Quantum key distribution
Quantum key distribution (QKD) uses quantum mechanics to guarantee secure communication. It enables two parties to produce a shared random secret key known only to them, which can then be used to encrypt and decrypt messages. It is often incorrectly called quantum cryptography, as it is the most well known example of the group of quantum cryptographic tasks.An important and unique property of quantum key distribution is the ability of the two communicating users to detect the presence of any third party trying to gain knowledge of the key. This results from a fundamental aspect of quantum mechanics: the process of measuring a quantum system in general disturbs the system. A third party trying to eavesdrop on the key must in some way measure it, thus introducing detectable anomalies. By using quantum superpositions or quantum entanglement and transmitting information in quantum states, a communication system can be implemented which detects eavesdropping. If the level of eavesdropping is below a certain threshold, a key can be produced that is guaranteed to be secure (i.e. the eavesdropper has no information about it), otherwise no secure key is possible and communication is aborted.The security of encryption that uses quantum key distribution relies on the foundations of quantum mechanics, in contrast to traditional public key cryptography which relies on the computational difficulty of certain mathematical functions, and cannot provide any indication of eavesdropping at any point in the communication process, or any mathematical proof as to the actual complexity of reversing the one-way functions used. QKD has provable security based on information theory, and forward secrecy.Quantum key distribution is only used to produce and distribute a key, not to transmit any message data.

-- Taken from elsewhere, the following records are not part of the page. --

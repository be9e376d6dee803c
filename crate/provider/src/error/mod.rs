use tokenbridge_interfaces::{BackendError, Rv};
use thiserror::Error;

pub(crate) mod result;

#[derive(Error, Debug)]
pub enum HError {
    #[error("Resource exhausted: {0}")]
    ResourceExhausted(String),

    #[error("Invalid key: {0}")]
    InvalidKey(String),

    #[error("Invalid parameter: {0}")]
    InvalidParameter(String),

    #[error("Illegal state: {0}")]
    IllegalState(String),

    #[error("Illegal block size: {0}")]
    IllegalBlockSize(String),

    #[error("Bad padding: {0}")]
    BadPadding(String),

    #[error("Digest error: {0}")]
    Digest(String),

    #[error("Token invalid: {0}")]
    TokenInvalid(String),

    #[error("No such algorithm: {0}")]
    NoSuchAlgorithm(String),

    #[error("{context}: {source}")]
    Backend {
        context: String,
        #[source]
        source: BackendError,
    },

    #[error("Configuration error: {0}")]
    Config(String),

    #[error("OpenSSL Error: {0}")]
    OpenSsl(String),

    #[error("{0}")]
    Default(String),
}

impl HError {
    /// Classify an error returned by the token backend.
    ///
    /// Callers holding the token must invalidate it first when the error reports the removal
    /// of the device: see `Token::backend_error`.
    #[must_use]
    pub fn from_backend(context: &str, error: BackendError) -> Self {
        let message = format!("{context}: {error}");
        match error.rv {
            rv if rv.is_removal() => Self::TokenInvalid(message),
            Rv::DataLenRange | Rv::EncryptedDataLenRange => Self::IllegalBlockSize(message),
            Rv::EncryptedDataInvalid => Self::BadPadding(message),
            Rv::SessionCount => Self::ResourceExhausted(message),
            Rv::KeyHandleInvalid
            | Rv::KeyTypeInconsistent
            | Rv::KeySizeRange
            | Rv::KeyFunctionNotPermitted
            | Rv::KeyUnextractable
            | Rv::KeyNotWrappable => Self::InvalidKey(message),
            _ => Self::Backend {
                context: context.to_owned(),
                source: error,
            },
        }
    }

    /// The native return code, when the error comes from the backend
    #[must_use]
    pub const fn rv(&self) -> Option<Rv> {
        match self {
            Self::Backend { source, .. } => Some(source.rv),
            _ => None,
        }
    }
}

impl From<openssl::error::ErrorStack> for HError {
    fn from(e: openssl::error::ErrorStack) -> Self {
        Self::OpenSsl(format!("Error: {e}. Details: {e:?}"))
    }
}

impl From<toml::de::Error> for HError {
    fn from(e: toml::de::Error) -> Self {
        Self::Config(e.to_string())
    }
}

impl From<std::num::TryFromIntError> for HError {
    fn from(e: std::num::TryFromIntError) -> Self {
        Self::InvalidParameter(e.to_string())
    }
}

/// Return early with an error if a condition is not satisfied.
///
/// This macro is equivalent to `if !$cond { return Err(From::from($err)); }`.
#[macro_export]
macro_rules! hsm_ensure {
    ($cond:expr, $err:expr $(,)?) => {
        if !$cond {
            return ::core::result::Result::Err(::core::convert::From::from($err));
        }
    };
}

/// Return early with an error.
#[macro_export]
macro_rules! hsm_bail {
    ($err:expr $(,)?) => {
        return ::core::result::Result::Err(::core::convert::From::from($err))
    };
}

/// Call a function of the backend of a token, classifying a failure with the given context.
///
/// A failure reporting the removal of the device invalidates the token.
#[macro_export]
macro_rules! hsm_call {
    ($token:expr, $context:expr, $function:ident $(, $arg:expr)* $(,)?) => {
        $token
            .backend()
            .$function($($arg),*)
            .map_err(|e| $token.backend_error($context, e))
    };
}
impl SoftToken {
    #[must_use]
    pub fn new(config: SoftTokenConfig) -> Self {
        Self {
            config,
            state: Mutex::new(TokenState::default()),
        }
    }

    fn lock(&self) -> MutexGuard<'_, TokenState> {
        self.state
            .lock()
            .unwrap_or_else(std::sync::PoisonError::into_inner)
    }

    /// Run `f` on the token state, counting the call to `function`
    fn call<T>(
        &self,
        function: &'static str,
        f: impl FnOnce(&mut TokenState) -> Result<T, Rv>,
    ) -> BResult<T> {
        let mut state = self.lock();
        *state.calls.entry(function).or_default() += 1;
        trace!("{function}");
        if state.removed {
            return Err(BackendError::new(function, Rv::DeviceRemoved));
        }
        f(&mut state).map_err(|rv| BackendError::new(function, rv))
    }

    /// Simulate the removal of the device: every later call fails
    pub fn remove(&self) {
        self.lock().removed = true;
    }

    /// The lifecycle events recorded so far
    #[must_use]
    pub fn events(&self) -> Vec<TokenEvent> {
        self.lock().events.clone()
    }

    /// Number of calls received for a native function, e.g. `"C_CreateObject"`
    #[must_use]
    pub fn call_count(&self, function: &str) -> usize {
        self.lock().calls.get(function).copied().unwrap_or(0)
    }

    #[must_use]
    pub fn open_sessions(&self) -> usize {
        self.lock().sessions.len()
    }

    /// Number of session objects (non token objects) currently alive
    #[must_use]
    pub fn session_objects(&self) -> usize {
        self.lock()
            .objects
            .values()
            .filter(|object| object.owner.is_some())
            .count()
    }

    /// `true` when an operation is active on the session
    #[must_use]
    pub fn operation_active(&self, session: SessionHandle) -> bool {
        self.lock()
            .sessions
            .get(&session)
            .is_some_and(|state| state.operation.is_some())
    }

    fn init_cipher(
        &self,
        function: &'static str,
        session: SessionHandle,
        mechanism: &Mechanism,
        key: ObjectHandle,
        direction: Direction,
    ) -> BResult<()> {
        self.call(function, |state| {
            state.session(session)?;
            let object = state.key(key)?;
            object.permits(match direction {
                Direction::Encrypt => AttributeType::Encrypt,
                Direction::Decrypt => AttributeType::Decrypt,
                Direction::Sign => AttributeType::Sign,
                Direction::VerifyRecover => AttributeType::Verify,
            })?;
            let cipher = CipherOperation::new(mechanism, object, direction)?;
            let operation = match direction {
                Direction::Encrypt => Operation::Encrypt(cipher),
                Direction::Decrypt => Operation::Decrypt(cipher),
                Direction::Sign => Operation::Sign(cipher),
                Direction::VerifyRecover => Operation::VerifyRecover(cipher),
            };
            state.start(session, operation)
        })
    }

    /// Apply `f` to the active cipher operation of the session if it matches `direction`.
    ///
    /// The operation stays active when `f` succeeds and `terminate` is false, or when `f`
    /// fails with `CKR_BUFFER_TOO_SMALL`; any other failure terminates it.
    fn with_cipher<T>(
        &self,
        function: &'static str,
        session: SessionHandle,
        direction: Direction,
        terminate: bool,
        f: impl FnOnce(&mut CipherOperation) -> Result<T, Rv>,
    ) -> BResult<T> {
        self.call(function, |state| {
            let mut operation = state.take(session)?;
            let expected = matches!(
                (&operation, direction),
                (Operation::Encrypt(_), Direction::Encrypt)
                    | (Operation::Decrypt(_), Direction::Decrypt)
                    | (Operation::Sign(_), Direction::Sign)
                    | (Operation::VerifyRecover(_), Direction::VerifyRecover)
            );
            if !expected {
                state.resume(session, operation);
                return Err(Rv::OperationNotInitialized);
            }
            let (Operation::Encrypt(cipher)
            | Operation::Decrypt(cipher)
            | Operation::Sign(cipher)
            | Operation::VerifyRecover(cipher)) = &mut operation
            else {
                return Err(Rv::OperationNotInitialized);
            };
            let result = f(cipher);
            match &result {
                Err(Rv::BufferTooSmall) => state.resume(session, operation),
                Ok(_) if !terminate => state.resume(session, operation),
                _ => {}
            }
            result
        })
    }

    fn cipher_single(
        &self,
        function: &'static str,
        session: SessionHandle,
        direction: Direction,
        data: &[u8],
        output: &mut [u8],
    ) -> BResult<usize> {
        self.with_cipher(function, session, direction, true, |cipher| {
            if output.len() < cipher.single_len(data.len()) {
                return Err(Rv::BufferTooSmall);
            }
            let result = Zeroizing::new(cipher.single(data)?);
            write_output(&result, output)
        })
    }

    fn cipher_update(
        &self,
        function: &'static str,
        session: SessionHandle,
        direction: Direction,
        data: &[u8],
        output: &mut [u8],
    ) -> BResult<usize> {
        self.with_cipher(function, session, direction, false, |cipher| {
            if output.len() < cipher.update_len(data.len())? {
                return Err(Rv::BufferTooSmall);
            }
            let result = Zeroizing::new(cipher.update(data)?);
            write_output(&result, output)
        })
    }

    fn cipher_final(
        &self,
        function: &'static str,
        session: SessionHandle,
        direction: Direction,
        output: &mut [u8],
    ) -> BResult<usize> {
        self.with_cipher(function, session, direction, true, |cipher| {
            let result = Zeroizing::new(cipher.finalize()?);
            write_output(&result, output)
        })
    }

    fn with_digest<T>(
        &self,
        function: &'static str,
        session: SessionHandle,
        terminate: bool,
        f: impl FnOnce(&mut TokenState, &mut DigestOperation) -> Result<T, Rv>,
    ) -> BResult<T> {
        self.call(function, |state| {
            let mut operation = state.take(session)?;
            if !matches!(operation, Operation::Digest(_)) {
                state.resume(session, operation);
                return Err(Rv::OperationNotInitialized);
            }
            let Operation::Digest(digest) = &mut operation else {
                return Err(Rv::OperationNotInitialized);
            };
            let result = f(state, digest);
            match &result {
                Err(Rv::BufferTooSmall) => state.resume(session, operation),
                Ok(_) if !terminate => state.resume(session, operation),
                _ => {}
            }
            result
        })
    }
}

This key can then be used with any chosen encryption algorithm to encrypt (and decrypt) a message, which can then be transmitted over a standard communication channel. The algorithm most commonly associated with QKD is the one-time pad, as it is provably secure when used with a secret, random key. In real world situations, it is often also used with encryption using symmetric key algorithms like the Advanced Encryption Standard algorithm. In the case of QKD this comparison is based on the assumption of perfect single-photon sources and detectors, that cannot be easily implemented.